Exercise inputs>

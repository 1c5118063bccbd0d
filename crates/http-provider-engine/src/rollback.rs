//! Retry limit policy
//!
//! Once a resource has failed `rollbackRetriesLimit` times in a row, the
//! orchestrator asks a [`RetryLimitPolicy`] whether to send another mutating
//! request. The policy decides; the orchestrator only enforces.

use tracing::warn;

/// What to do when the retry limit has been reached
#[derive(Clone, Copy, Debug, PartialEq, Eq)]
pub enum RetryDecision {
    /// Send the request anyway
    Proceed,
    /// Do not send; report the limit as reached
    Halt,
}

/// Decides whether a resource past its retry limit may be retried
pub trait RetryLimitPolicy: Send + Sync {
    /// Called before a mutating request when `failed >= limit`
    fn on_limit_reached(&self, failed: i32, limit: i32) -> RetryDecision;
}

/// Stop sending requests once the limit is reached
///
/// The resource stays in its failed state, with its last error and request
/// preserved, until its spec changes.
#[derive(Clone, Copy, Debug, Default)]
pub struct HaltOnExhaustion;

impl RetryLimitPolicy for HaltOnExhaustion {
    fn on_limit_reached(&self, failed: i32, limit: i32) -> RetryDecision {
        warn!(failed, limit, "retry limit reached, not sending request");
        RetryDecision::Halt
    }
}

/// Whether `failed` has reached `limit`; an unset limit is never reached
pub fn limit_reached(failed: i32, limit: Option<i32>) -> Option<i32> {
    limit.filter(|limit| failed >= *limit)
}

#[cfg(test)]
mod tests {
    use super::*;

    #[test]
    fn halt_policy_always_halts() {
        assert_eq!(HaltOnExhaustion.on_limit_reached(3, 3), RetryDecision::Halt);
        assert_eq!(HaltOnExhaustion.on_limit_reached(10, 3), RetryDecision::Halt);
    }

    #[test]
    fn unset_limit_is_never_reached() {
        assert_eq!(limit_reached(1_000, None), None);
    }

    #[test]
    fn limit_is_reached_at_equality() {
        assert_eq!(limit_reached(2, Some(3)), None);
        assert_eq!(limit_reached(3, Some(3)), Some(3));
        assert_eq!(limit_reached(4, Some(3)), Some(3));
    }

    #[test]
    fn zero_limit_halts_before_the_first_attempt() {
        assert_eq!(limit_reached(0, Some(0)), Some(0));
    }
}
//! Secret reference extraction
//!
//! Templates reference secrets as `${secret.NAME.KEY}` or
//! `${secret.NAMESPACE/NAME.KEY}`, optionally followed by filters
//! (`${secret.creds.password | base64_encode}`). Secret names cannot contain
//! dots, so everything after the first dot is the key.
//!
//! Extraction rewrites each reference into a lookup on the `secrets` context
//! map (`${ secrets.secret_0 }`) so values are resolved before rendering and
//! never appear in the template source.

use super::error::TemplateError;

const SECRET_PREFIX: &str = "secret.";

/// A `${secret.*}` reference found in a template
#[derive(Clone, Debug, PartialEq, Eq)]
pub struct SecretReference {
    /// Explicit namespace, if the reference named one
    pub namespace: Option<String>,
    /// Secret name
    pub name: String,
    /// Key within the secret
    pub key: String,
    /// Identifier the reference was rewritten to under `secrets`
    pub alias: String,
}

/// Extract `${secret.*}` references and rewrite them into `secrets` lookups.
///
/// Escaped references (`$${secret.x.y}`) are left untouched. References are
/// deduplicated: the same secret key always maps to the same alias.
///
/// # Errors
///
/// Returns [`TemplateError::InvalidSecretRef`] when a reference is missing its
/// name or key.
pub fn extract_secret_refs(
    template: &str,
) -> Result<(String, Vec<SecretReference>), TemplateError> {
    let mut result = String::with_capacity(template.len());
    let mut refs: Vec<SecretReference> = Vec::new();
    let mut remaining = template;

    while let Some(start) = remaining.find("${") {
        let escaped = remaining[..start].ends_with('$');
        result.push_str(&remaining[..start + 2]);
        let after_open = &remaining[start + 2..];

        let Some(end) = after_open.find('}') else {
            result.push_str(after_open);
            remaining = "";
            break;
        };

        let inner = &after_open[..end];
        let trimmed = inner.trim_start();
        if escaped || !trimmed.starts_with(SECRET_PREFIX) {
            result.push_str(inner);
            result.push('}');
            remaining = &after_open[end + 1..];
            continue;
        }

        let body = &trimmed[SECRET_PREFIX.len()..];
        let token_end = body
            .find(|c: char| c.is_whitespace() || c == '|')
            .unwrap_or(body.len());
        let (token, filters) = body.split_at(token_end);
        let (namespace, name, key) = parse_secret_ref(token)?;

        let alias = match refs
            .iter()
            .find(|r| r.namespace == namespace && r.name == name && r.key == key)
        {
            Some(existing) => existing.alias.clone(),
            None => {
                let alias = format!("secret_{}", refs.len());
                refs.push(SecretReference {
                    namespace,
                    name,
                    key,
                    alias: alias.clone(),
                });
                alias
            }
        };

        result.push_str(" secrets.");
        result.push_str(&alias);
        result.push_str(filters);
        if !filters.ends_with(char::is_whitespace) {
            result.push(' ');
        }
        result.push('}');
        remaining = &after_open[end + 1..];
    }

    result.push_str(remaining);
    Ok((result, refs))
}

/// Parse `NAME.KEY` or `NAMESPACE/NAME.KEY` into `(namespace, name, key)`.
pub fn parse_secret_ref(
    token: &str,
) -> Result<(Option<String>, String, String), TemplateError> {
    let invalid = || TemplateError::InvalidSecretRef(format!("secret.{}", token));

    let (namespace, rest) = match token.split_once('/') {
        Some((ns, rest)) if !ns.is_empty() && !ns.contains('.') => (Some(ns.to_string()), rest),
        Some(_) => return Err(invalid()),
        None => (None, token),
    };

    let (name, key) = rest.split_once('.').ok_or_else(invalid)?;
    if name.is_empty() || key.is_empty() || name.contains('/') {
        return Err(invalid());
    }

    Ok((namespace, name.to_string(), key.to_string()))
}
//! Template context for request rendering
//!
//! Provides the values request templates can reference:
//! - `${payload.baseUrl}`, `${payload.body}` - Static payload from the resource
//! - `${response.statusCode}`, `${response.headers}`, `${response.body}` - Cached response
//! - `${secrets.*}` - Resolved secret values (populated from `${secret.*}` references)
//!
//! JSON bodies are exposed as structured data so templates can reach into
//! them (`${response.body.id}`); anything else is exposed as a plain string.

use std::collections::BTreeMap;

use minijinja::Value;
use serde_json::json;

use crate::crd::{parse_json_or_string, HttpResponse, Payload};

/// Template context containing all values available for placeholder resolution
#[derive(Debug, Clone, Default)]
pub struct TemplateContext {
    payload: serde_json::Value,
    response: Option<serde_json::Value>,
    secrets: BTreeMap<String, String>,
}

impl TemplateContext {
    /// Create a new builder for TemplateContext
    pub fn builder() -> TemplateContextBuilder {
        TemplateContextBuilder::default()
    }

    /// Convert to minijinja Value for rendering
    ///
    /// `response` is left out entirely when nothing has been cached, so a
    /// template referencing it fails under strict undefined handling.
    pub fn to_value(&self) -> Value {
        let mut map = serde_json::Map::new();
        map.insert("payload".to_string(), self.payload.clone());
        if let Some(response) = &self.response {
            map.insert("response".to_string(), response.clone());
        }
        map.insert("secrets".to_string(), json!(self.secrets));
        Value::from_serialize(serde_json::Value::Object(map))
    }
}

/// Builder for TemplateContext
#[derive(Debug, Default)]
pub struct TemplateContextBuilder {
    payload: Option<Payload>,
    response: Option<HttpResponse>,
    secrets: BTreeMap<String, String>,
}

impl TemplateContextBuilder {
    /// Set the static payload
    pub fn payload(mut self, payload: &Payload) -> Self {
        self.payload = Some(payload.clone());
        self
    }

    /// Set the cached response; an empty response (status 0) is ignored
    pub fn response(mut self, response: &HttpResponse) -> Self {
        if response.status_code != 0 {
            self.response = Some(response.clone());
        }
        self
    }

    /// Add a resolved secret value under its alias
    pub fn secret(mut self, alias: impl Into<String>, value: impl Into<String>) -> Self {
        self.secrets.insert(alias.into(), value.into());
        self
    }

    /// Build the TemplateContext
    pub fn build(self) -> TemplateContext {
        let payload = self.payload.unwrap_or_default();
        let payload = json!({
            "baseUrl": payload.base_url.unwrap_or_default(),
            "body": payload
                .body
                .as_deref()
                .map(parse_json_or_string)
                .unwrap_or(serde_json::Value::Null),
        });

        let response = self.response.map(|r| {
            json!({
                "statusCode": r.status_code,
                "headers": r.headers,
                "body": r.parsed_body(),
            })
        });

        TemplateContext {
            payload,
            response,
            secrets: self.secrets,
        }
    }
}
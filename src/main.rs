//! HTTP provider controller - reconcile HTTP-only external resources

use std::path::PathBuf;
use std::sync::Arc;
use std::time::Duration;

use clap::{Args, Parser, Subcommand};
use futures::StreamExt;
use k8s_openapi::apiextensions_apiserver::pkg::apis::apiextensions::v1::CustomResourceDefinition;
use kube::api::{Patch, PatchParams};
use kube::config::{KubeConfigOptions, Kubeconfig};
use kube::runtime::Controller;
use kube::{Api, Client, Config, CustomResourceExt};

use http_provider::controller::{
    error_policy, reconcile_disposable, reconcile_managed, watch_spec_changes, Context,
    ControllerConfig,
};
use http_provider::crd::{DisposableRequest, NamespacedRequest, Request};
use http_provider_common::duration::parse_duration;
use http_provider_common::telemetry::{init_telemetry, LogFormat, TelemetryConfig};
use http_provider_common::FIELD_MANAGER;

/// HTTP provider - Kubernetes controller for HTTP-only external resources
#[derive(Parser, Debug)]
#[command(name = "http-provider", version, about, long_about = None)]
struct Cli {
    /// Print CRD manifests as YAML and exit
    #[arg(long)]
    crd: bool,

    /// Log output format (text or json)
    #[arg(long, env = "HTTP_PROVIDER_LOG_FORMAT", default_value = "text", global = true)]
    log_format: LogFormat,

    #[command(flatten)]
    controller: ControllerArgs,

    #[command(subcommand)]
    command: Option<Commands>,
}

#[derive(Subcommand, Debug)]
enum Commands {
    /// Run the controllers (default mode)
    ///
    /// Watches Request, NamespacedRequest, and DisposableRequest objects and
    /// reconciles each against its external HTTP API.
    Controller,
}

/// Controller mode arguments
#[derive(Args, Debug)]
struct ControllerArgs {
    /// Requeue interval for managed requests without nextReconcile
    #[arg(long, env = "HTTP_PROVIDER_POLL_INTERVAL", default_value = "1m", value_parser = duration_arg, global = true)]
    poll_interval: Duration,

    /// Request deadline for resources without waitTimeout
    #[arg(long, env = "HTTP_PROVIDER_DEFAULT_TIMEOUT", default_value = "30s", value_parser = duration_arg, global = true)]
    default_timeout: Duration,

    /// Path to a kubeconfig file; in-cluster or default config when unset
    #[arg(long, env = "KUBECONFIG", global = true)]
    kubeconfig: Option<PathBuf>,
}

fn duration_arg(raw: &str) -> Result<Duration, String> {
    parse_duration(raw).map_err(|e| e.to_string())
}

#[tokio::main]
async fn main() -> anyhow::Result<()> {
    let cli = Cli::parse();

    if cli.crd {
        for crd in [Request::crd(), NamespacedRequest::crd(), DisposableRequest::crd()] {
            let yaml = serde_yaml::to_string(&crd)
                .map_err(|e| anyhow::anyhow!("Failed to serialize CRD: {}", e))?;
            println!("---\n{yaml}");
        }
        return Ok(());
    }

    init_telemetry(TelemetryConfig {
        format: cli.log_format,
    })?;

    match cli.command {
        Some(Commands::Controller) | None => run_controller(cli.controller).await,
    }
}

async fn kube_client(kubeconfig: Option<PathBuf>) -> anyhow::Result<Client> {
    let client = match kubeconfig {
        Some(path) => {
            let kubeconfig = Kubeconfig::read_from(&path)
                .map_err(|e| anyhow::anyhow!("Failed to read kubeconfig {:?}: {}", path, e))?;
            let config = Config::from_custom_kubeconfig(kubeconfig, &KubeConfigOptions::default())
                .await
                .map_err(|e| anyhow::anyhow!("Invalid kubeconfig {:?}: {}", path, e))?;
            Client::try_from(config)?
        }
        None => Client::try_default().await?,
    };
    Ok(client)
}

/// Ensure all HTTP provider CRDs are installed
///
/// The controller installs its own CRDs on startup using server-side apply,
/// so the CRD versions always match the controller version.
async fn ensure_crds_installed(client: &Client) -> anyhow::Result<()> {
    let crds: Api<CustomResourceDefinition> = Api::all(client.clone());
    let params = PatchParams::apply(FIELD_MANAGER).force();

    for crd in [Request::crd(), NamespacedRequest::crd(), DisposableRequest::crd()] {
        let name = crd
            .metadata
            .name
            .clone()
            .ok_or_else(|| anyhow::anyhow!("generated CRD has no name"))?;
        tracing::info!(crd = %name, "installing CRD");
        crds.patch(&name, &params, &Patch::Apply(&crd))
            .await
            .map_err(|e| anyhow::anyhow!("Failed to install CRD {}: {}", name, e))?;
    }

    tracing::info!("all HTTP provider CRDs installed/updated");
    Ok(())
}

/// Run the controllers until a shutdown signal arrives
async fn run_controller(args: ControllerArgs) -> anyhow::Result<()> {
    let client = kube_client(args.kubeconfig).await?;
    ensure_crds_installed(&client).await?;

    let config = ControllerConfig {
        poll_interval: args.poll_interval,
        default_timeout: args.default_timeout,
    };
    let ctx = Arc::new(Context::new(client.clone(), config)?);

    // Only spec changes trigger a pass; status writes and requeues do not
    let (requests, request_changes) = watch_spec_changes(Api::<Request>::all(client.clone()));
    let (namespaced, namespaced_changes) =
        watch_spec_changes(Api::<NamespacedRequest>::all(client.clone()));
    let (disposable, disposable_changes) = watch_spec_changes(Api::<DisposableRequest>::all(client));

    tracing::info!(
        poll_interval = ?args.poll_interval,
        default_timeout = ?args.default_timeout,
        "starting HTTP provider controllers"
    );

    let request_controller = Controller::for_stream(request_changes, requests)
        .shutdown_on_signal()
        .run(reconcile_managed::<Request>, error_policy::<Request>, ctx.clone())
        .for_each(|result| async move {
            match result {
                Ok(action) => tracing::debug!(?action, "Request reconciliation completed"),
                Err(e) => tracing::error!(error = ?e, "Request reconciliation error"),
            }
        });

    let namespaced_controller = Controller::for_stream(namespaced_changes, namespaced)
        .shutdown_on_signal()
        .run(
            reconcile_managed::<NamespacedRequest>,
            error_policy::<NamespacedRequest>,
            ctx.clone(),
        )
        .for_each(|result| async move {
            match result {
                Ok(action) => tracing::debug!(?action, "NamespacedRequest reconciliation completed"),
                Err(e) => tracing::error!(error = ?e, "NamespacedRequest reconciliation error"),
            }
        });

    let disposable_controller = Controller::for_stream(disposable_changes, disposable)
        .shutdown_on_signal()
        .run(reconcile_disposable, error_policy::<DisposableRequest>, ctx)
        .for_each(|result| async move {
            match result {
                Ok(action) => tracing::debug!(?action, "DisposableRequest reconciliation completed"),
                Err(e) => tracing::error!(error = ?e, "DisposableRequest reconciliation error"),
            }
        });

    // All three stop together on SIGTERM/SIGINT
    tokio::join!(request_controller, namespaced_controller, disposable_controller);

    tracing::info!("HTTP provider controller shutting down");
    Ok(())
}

Task description>
Scan the records for the string "super" and show every line that contains it.

Worked solution>
    use super::*;
use super::error::TemplateError;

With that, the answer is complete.